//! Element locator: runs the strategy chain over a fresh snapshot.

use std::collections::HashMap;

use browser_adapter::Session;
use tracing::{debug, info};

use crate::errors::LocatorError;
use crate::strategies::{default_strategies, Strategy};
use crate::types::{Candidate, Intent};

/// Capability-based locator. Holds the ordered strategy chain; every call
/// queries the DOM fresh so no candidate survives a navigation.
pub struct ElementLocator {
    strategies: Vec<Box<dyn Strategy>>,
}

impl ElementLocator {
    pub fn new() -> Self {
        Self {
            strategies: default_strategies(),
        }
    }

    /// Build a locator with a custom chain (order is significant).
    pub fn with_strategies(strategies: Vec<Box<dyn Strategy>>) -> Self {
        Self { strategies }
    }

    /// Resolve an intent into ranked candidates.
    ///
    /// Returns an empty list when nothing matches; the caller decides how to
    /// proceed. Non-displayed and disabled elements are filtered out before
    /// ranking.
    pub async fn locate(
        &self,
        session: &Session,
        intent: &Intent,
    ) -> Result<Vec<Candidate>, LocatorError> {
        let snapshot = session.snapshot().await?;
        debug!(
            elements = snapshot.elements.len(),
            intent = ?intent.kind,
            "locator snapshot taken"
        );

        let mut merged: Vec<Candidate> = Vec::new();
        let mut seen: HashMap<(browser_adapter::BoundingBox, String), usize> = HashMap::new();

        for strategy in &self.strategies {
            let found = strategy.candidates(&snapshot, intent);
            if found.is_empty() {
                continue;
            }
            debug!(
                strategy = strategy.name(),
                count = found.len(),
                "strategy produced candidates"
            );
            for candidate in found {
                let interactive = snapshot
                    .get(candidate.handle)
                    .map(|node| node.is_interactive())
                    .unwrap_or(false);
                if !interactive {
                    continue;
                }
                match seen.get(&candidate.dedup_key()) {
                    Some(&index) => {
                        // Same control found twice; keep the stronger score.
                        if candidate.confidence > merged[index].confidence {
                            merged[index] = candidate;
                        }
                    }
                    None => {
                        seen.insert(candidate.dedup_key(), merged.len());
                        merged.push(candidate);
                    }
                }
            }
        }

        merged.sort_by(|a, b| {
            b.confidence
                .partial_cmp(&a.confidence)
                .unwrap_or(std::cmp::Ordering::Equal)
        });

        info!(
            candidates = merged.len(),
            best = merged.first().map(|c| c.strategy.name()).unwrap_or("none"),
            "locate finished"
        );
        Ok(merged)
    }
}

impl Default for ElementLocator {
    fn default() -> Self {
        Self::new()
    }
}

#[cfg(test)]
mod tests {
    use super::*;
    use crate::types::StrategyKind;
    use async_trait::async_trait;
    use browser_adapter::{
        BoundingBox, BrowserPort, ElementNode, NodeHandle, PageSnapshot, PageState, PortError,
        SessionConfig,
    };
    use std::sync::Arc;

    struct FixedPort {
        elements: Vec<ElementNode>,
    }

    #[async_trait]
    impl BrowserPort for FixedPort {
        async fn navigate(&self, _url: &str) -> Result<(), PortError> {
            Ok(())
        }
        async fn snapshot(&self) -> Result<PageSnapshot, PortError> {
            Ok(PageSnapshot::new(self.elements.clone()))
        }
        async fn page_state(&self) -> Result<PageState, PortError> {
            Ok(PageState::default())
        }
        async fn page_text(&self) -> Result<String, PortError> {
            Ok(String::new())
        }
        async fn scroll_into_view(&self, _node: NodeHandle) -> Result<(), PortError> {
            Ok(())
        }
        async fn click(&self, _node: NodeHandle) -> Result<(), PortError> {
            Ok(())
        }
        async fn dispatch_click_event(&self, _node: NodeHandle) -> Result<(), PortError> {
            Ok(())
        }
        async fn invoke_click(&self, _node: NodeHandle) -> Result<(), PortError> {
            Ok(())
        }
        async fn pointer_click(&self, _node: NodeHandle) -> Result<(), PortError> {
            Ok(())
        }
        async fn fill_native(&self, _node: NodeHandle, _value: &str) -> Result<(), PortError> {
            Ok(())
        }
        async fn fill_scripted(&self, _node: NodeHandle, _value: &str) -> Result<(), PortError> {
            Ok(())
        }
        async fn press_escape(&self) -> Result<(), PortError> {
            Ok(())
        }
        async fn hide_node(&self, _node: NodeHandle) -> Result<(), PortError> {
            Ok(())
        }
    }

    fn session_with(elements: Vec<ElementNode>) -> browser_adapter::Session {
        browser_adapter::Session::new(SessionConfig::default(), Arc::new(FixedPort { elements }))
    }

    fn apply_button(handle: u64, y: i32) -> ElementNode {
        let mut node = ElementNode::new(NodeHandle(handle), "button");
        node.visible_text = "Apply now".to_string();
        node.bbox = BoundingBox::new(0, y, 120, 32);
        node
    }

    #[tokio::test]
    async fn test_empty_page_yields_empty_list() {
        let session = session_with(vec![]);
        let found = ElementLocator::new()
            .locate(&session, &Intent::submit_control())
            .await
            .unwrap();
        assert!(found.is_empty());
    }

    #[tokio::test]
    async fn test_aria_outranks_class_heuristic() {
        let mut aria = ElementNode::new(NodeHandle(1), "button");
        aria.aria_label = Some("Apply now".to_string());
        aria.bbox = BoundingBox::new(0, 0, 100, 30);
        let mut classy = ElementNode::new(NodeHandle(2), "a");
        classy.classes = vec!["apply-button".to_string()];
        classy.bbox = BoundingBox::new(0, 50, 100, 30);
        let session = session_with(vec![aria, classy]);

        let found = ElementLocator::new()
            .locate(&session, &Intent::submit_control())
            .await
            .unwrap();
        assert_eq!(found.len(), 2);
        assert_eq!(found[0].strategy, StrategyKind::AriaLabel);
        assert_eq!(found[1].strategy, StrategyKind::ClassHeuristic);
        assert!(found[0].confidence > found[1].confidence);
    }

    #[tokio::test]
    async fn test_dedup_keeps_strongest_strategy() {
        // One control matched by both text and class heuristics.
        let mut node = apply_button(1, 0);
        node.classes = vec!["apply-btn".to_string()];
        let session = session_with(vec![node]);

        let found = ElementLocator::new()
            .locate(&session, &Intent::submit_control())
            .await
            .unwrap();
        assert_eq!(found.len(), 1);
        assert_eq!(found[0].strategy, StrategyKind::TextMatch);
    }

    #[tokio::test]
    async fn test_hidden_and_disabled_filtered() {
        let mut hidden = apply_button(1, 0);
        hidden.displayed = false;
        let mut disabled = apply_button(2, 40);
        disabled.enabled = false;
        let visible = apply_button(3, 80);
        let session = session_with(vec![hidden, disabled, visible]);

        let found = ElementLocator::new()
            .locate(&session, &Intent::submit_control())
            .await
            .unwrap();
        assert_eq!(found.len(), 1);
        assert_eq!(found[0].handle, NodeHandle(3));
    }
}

=-=-=-=-=

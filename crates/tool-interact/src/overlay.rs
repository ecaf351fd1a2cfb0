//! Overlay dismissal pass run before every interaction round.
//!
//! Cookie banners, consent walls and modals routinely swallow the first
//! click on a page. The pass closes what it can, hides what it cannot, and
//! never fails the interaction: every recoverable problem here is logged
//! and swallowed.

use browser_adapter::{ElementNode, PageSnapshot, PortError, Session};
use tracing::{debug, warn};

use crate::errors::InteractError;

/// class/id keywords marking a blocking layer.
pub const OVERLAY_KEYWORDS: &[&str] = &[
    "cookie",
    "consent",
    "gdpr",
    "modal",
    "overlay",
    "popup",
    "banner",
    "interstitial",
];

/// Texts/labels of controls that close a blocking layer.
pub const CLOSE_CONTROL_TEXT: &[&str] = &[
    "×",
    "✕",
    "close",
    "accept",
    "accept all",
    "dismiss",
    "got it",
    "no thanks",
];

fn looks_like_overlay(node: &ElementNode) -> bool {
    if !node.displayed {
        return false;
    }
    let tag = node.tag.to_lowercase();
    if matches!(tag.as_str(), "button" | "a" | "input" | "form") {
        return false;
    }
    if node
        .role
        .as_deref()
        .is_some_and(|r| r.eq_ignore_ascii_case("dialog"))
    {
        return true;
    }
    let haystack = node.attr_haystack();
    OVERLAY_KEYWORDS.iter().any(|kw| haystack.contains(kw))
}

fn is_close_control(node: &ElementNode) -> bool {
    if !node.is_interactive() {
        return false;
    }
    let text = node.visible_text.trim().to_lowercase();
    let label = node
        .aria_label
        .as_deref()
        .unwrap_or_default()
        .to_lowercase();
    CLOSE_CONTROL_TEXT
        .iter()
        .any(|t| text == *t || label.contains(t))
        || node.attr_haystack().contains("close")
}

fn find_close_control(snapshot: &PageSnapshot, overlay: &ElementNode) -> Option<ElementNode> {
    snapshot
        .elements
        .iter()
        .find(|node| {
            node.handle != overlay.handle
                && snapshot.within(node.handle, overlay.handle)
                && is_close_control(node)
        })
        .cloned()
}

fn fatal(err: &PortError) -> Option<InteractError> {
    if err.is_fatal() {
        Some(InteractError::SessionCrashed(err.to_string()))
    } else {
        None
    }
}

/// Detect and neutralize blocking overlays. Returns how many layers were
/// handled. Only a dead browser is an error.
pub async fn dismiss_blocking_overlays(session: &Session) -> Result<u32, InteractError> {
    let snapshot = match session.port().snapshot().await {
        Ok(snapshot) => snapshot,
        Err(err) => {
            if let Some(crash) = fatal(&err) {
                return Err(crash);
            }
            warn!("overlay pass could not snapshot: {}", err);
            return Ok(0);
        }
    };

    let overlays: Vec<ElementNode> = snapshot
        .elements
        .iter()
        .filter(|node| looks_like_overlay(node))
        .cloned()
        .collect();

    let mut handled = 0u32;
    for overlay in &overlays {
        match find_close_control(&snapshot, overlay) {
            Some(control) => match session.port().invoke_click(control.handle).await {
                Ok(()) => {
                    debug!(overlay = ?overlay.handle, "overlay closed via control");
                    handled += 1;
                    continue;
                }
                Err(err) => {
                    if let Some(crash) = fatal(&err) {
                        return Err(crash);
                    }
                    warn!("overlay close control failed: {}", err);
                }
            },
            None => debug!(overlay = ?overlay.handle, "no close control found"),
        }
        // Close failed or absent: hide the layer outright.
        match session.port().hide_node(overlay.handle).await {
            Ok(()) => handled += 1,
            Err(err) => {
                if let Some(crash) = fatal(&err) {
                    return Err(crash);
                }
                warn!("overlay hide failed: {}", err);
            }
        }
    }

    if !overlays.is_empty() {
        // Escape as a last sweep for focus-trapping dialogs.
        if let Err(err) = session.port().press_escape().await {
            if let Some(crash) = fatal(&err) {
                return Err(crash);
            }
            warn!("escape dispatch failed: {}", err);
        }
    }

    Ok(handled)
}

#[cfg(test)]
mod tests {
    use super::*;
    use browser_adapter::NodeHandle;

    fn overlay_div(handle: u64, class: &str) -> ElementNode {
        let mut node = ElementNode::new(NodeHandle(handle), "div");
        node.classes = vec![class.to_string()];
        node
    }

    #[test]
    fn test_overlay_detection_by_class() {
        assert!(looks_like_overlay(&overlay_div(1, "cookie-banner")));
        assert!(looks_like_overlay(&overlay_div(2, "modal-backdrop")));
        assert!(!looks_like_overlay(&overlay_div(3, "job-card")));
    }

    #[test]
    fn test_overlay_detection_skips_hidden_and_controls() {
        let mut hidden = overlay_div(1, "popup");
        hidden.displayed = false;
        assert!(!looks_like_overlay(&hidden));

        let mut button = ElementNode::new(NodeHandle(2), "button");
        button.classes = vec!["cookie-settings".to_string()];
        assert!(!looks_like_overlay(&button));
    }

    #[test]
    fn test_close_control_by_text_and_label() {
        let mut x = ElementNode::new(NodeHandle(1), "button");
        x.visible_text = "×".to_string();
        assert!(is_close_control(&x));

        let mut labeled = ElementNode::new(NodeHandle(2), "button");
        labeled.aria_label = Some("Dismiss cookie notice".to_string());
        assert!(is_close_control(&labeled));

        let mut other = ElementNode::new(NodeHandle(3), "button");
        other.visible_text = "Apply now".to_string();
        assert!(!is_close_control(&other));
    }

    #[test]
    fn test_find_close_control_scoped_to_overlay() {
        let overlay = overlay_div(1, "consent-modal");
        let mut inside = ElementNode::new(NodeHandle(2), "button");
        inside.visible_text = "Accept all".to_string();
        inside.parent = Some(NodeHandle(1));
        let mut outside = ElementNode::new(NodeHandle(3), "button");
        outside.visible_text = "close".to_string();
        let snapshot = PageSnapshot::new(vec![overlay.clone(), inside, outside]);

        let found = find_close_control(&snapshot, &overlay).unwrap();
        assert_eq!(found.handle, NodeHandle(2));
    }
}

=-=-=-=-=

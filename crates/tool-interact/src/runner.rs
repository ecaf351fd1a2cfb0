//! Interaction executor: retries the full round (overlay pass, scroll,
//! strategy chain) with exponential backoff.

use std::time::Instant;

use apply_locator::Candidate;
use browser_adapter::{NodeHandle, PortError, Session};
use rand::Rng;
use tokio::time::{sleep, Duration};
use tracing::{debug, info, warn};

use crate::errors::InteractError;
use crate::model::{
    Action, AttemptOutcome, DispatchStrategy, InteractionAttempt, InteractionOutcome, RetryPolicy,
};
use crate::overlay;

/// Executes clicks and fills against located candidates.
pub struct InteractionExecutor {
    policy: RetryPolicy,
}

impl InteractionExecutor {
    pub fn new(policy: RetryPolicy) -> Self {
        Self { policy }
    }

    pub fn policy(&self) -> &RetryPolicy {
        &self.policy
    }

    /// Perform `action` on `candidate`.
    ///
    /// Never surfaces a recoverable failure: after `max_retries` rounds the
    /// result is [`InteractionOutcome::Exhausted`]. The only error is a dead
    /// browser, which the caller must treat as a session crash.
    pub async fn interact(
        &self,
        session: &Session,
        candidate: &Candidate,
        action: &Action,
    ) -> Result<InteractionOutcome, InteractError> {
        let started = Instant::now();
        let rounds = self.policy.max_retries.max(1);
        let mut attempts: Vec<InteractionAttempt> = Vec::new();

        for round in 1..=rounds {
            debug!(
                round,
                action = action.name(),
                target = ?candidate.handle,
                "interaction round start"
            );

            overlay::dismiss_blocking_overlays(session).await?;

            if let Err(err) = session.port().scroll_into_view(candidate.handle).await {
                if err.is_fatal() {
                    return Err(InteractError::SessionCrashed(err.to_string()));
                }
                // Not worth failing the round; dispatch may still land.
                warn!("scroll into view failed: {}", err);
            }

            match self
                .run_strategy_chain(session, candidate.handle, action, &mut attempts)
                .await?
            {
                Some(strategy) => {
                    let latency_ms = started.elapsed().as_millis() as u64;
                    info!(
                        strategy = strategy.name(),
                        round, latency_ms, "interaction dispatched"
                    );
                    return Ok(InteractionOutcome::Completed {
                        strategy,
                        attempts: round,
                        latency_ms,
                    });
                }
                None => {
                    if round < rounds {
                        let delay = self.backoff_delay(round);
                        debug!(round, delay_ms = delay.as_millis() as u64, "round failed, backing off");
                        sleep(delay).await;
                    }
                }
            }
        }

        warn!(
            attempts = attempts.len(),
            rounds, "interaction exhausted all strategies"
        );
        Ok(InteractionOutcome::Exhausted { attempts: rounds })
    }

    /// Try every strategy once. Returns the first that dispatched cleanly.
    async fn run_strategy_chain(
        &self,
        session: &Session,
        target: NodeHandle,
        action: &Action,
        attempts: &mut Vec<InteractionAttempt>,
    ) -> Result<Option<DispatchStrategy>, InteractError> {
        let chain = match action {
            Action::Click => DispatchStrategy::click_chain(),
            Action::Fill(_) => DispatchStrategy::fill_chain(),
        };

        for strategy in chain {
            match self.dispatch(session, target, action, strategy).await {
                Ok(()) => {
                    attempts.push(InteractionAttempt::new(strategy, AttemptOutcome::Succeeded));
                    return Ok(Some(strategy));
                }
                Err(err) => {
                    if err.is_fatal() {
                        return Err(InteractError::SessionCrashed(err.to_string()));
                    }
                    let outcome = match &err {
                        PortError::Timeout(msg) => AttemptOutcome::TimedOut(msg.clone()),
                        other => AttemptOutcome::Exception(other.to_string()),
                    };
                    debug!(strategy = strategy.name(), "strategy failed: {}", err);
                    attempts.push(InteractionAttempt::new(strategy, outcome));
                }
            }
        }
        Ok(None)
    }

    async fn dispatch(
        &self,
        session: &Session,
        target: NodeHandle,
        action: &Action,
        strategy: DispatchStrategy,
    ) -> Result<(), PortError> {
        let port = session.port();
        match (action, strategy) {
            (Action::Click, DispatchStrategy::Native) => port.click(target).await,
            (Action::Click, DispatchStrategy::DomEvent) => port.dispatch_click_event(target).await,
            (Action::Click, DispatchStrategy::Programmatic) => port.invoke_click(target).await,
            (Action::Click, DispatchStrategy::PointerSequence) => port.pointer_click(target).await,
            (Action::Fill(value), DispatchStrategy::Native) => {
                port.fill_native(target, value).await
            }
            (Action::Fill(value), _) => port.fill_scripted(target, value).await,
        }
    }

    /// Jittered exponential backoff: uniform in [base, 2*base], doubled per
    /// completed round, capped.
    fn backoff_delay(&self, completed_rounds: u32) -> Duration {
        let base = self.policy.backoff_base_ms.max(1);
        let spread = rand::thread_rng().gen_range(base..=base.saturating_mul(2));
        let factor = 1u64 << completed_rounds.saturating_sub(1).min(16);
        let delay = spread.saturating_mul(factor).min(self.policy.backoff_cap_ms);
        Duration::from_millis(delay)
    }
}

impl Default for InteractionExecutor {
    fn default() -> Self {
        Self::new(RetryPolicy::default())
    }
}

=-=-=-=-=

§ **PROBLEM DETAILS**
Look through the material for "first". Copy each line that has it.

§ **EXERCISE ANSWER**
            best = merged.first().map(|c| c.strategy.name()).unwrap_or("none"),
//! Cookie banners, consent walls and modals routinely swallow the first
    /// Try every strategy once. Returns the first that dispatched cleanly.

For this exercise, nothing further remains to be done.